*** Opening of MATERIAL PROVIDED ***
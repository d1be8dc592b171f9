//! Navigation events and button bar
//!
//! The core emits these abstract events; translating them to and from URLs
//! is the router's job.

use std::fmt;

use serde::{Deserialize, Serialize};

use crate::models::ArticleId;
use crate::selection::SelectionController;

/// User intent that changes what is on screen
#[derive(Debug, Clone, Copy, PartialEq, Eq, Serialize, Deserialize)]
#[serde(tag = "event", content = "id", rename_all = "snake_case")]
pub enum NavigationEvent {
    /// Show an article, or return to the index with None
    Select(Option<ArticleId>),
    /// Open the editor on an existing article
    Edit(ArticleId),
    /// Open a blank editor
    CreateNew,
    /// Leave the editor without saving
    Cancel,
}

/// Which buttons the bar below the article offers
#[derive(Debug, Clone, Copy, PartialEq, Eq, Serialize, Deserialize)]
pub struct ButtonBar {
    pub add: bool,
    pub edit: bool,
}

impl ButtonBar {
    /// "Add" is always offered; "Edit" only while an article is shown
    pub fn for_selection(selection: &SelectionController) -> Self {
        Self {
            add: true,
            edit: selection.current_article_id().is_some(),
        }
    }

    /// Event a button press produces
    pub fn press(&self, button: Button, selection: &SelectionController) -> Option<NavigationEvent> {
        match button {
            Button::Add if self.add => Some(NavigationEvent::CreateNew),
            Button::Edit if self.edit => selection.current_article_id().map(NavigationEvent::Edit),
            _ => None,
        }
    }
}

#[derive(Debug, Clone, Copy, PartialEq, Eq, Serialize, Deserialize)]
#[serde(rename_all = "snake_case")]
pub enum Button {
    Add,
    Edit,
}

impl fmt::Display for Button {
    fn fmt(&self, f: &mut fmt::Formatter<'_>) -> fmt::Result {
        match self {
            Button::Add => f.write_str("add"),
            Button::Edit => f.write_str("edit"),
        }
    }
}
*** Close of MATERIAL PROVIDED ***
WORK ORDER — Show me every line of the entries above that holds "editor".

RESPONSE BOX —
    /// Open the editor on an existing article
    /// Open a blank editor
    /// Leave the editor without saving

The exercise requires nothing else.